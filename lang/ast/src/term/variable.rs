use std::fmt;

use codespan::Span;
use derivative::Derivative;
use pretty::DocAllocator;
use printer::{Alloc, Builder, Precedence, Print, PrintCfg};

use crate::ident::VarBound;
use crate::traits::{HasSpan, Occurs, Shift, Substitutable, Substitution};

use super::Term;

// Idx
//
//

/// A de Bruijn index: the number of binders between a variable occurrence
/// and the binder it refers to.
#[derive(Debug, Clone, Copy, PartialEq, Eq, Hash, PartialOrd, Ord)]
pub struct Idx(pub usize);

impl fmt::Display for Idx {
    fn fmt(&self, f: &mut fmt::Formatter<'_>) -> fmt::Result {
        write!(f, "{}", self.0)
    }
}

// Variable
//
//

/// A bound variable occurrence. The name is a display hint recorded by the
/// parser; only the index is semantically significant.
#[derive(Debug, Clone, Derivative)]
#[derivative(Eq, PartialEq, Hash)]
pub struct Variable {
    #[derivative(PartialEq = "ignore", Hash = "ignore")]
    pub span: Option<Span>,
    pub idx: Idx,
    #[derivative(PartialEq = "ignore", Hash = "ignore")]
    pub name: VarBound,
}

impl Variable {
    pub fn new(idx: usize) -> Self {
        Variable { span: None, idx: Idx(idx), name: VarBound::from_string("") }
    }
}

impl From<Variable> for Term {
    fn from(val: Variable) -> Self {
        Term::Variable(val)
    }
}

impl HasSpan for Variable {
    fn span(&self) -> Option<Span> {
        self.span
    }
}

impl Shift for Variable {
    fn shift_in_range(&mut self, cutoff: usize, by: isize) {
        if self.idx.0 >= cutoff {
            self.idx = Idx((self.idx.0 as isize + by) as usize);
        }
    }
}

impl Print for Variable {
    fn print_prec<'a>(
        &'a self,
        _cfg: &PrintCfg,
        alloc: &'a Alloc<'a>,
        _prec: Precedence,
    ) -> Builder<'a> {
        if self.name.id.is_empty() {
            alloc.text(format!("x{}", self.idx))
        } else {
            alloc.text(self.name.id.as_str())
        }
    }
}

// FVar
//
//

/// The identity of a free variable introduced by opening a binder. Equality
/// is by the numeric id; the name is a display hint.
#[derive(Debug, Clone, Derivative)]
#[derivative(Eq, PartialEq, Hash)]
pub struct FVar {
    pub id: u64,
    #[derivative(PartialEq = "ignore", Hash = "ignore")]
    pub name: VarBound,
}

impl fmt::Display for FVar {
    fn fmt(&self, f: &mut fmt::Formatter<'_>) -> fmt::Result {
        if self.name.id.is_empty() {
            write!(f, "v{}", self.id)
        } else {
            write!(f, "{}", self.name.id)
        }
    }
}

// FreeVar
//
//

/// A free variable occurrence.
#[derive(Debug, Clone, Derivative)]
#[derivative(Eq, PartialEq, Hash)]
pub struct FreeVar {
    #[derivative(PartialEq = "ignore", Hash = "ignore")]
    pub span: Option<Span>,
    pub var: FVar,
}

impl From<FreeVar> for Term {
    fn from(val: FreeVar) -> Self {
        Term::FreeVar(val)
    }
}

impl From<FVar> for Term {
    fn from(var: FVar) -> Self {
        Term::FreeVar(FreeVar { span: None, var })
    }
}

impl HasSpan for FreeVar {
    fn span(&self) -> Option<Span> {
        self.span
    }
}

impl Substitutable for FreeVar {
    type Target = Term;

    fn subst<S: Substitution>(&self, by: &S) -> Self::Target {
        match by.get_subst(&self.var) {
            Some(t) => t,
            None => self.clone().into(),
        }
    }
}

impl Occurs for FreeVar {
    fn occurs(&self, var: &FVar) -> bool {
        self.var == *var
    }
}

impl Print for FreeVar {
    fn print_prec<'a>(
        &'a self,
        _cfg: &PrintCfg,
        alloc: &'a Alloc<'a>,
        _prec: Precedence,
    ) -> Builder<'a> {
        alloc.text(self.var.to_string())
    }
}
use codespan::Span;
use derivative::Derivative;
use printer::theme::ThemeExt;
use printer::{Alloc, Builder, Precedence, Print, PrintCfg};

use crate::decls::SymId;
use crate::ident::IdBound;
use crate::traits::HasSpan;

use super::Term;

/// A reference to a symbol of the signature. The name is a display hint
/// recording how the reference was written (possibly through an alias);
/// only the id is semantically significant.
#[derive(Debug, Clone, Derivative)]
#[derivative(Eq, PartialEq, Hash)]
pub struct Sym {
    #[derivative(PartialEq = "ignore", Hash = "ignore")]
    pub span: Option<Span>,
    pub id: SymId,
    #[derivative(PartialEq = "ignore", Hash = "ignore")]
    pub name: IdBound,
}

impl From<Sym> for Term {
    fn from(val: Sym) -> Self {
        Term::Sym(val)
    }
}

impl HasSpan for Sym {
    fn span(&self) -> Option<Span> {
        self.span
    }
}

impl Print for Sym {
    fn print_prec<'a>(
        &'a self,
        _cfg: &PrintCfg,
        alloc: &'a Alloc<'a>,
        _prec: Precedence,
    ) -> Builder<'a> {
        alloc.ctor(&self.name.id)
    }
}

• **EXERCISE INSTRUCTIONS**: Your answer must be the count of lines in the data that contain "usize", with no added words.

• **OUTPUT BELOW**: 4